» DATA RECORDS:
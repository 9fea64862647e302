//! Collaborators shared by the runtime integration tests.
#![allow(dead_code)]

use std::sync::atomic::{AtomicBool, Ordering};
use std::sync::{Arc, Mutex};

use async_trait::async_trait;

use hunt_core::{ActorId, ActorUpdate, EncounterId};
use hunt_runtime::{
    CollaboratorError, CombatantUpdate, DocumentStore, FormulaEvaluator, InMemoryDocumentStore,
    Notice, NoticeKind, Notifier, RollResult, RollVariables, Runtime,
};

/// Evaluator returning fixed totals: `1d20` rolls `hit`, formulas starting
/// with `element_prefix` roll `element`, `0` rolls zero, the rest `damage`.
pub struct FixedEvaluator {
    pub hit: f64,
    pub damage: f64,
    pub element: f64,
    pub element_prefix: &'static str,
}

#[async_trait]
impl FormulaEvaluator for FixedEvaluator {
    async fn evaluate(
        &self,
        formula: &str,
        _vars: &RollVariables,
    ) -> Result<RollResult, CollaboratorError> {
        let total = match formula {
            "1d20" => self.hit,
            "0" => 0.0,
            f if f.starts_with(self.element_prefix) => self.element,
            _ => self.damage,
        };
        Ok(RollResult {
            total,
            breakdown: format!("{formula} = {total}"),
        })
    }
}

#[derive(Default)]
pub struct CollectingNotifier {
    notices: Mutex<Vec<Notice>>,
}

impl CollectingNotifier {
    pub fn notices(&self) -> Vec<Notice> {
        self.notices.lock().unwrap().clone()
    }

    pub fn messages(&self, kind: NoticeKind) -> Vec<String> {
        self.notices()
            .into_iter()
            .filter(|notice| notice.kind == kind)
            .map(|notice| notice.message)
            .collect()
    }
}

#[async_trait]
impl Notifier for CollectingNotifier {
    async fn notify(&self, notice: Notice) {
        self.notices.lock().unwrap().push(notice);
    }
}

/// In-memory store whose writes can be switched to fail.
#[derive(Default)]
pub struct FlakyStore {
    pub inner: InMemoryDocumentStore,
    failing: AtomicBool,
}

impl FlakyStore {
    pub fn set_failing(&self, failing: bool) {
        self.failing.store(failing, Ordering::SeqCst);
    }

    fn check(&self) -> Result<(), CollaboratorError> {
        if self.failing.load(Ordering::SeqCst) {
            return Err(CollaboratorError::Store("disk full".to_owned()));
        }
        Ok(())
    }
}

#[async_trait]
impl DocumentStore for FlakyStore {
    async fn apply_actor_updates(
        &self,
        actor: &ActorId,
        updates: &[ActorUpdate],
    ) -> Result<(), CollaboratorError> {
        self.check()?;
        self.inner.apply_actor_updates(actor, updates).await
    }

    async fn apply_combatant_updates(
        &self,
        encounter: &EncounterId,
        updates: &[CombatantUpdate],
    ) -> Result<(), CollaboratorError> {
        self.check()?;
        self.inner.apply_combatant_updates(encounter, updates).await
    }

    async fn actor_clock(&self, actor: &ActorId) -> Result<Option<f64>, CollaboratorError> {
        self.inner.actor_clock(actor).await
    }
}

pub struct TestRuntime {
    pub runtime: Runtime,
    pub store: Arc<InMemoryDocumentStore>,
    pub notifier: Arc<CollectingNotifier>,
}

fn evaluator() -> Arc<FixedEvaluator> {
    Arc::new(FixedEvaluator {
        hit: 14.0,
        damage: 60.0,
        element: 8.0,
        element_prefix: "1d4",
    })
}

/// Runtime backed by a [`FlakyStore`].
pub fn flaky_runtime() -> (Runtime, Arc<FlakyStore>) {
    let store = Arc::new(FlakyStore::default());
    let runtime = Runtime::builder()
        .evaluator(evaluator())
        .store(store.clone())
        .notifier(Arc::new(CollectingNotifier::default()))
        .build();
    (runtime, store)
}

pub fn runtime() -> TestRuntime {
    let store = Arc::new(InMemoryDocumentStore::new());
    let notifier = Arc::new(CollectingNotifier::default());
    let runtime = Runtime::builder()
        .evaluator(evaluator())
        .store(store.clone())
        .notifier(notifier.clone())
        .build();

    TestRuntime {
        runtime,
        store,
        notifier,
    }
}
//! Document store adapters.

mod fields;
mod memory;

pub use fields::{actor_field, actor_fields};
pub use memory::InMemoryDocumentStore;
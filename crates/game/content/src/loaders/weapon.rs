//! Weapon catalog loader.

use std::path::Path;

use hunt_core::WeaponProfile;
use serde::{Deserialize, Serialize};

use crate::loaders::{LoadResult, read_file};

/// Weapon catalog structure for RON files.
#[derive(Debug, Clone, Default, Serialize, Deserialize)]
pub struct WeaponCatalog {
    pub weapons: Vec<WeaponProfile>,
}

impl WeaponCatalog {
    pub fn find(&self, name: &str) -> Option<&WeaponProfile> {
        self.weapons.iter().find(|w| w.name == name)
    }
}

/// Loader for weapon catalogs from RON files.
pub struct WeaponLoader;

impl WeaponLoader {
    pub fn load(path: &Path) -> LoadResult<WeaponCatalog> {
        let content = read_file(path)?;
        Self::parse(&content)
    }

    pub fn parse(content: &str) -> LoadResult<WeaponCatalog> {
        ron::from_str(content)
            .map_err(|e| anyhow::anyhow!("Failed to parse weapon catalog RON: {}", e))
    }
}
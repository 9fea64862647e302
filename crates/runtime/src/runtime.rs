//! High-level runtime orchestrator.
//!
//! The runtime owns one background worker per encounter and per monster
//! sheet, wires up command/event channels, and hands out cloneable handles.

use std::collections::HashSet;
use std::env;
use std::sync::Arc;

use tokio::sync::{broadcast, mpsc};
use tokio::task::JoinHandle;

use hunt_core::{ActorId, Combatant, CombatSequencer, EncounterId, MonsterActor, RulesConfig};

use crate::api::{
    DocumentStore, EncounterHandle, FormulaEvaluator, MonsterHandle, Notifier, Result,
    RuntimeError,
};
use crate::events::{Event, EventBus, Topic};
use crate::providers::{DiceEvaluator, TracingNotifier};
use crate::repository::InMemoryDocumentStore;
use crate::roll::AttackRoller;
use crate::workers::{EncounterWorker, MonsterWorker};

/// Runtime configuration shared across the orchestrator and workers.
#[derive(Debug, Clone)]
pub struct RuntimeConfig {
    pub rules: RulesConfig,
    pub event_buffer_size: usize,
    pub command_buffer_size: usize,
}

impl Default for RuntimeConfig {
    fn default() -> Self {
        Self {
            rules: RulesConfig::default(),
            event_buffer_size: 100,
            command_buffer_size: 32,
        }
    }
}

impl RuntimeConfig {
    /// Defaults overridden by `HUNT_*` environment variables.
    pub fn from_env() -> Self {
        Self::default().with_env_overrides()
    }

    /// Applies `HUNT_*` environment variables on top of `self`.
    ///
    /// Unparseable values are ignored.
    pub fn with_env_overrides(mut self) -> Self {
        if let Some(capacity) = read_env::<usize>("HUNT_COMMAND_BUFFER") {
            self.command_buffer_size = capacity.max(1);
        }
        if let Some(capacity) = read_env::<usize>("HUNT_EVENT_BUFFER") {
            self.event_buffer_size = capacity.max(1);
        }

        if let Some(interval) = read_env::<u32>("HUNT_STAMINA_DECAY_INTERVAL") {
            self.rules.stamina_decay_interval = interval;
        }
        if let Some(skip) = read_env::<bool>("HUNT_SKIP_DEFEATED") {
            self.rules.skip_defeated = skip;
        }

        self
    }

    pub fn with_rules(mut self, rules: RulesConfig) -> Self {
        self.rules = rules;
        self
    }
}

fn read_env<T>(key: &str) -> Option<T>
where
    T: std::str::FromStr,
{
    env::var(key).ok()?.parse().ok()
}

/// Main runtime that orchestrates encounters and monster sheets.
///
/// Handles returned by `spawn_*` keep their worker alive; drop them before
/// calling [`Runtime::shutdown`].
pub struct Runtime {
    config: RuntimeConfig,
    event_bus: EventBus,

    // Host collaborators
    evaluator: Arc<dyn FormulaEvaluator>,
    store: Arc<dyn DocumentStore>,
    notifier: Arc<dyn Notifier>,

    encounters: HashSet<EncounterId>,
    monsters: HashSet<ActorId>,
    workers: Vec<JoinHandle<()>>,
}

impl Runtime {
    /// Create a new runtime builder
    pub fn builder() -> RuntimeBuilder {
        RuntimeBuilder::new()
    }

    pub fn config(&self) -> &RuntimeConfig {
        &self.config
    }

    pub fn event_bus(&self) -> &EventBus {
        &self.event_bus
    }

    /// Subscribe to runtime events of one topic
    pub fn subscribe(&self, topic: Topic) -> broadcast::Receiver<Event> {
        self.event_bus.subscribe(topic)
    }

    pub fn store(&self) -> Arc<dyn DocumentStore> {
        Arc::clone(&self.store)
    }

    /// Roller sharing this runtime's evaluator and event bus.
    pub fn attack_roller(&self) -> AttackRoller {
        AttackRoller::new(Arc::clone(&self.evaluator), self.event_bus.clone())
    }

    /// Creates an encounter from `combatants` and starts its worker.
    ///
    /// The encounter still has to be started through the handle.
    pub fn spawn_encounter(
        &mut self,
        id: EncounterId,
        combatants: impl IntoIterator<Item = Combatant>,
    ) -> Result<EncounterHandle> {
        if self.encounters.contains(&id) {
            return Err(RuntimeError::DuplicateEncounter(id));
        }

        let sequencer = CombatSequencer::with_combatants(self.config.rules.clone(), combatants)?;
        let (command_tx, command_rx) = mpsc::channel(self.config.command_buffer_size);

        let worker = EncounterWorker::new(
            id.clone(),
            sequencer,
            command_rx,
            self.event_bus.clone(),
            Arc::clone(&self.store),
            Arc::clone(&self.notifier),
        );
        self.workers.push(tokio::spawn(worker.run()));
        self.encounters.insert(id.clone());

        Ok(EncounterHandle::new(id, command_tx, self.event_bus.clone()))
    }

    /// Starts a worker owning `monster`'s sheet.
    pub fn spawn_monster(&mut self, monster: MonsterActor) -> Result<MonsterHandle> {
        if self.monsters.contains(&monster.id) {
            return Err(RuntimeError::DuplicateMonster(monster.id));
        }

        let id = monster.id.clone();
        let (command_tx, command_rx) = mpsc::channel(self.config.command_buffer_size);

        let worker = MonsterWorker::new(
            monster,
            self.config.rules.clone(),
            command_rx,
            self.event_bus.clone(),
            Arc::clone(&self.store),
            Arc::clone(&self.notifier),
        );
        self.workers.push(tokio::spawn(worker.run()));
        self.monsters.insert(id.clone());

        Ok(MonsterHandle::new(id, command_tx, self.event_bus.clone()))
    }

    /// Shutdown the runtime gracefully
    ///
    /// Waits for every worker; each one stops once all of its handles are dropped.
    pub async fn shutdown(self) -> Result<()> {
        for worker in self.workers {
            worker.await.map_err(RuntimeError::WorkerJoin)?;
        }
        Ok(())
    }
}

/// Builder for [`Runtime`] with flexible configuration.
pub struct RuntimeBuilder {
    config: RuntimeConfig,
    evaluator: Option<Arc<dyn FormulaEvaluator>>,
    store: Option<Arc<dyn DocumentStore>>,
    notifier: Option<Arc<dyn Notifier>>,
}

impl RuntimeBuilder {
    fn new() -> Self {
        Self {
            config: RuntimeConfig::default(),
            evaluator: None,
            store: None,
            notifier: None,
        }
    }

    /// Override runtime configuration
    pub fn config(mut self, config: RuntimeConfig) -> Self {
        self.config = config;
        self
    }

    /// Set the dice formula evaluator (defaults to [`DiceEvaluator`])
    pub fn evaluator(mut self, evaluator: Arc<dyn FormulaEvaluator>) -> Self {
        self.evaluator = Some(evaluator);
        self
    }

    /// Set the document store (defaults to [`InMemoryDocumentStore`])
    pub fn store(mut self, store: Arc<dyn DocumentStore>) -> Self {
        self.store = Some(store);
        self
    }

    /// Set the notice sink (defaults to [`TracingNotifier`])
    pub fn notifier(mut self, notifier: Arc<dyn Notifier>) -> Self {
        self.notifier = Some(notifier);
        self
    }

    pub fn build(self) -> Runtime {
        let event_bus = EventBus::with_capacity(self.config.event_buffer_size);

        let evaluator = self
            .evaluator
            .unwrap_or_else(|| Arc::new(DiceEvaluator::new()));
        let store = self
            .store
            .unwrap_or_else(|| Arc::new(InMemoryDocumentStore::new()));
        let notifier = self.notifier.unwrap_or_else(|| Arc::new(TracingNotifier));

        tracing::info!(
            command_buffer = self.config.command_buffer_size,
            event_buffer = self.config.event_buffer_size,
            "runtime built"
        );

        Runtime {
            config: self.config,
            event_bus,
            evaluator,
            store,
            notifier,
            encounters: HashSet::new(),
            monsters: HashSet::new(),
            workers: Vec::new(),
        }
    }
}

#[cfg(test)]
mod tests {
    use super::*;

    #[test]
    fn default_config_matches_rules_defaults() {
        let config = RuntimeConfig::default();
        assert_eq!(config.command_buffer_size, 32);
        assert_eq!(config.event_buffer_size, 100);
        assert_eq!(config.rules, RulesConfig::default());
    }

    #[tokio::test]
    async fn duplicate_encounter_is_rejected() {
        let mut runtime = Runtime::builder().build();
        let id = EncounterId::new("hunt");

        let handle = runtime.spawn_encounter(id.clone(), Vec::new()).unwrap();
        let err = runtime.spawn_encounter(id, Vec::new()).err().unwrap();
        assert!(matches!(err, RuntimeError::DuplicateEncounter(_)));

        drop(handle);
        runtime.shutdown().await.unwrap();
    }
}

» TASK DESCRIPTION:
Set down, exactly as they appear above, all lines from the one that has "#[derive(Debug, Clone)]" down to the one that has "pub fn from_env()", including those two and no others.

» ANSWER SPACE:
#[derive(Debug, Clone)]
pub struct RuntimeConfig {
    pub rules: RulesConfig,
    pub event_buffer_size: usize,
    pub command_buffer_size: usize,
}

impl Default for RuntimeConfig {
    fn default() -> Self {
        Self {
            rules: RulesConfig::default(),
            event_buffer_size: 100,
            command_buffer_size: 32,
        }
    }
}

impl RuntimeConfig {
    /// Defaults overridden by `HUNT_*` environment variables.
    pub fn from_env() -> Self {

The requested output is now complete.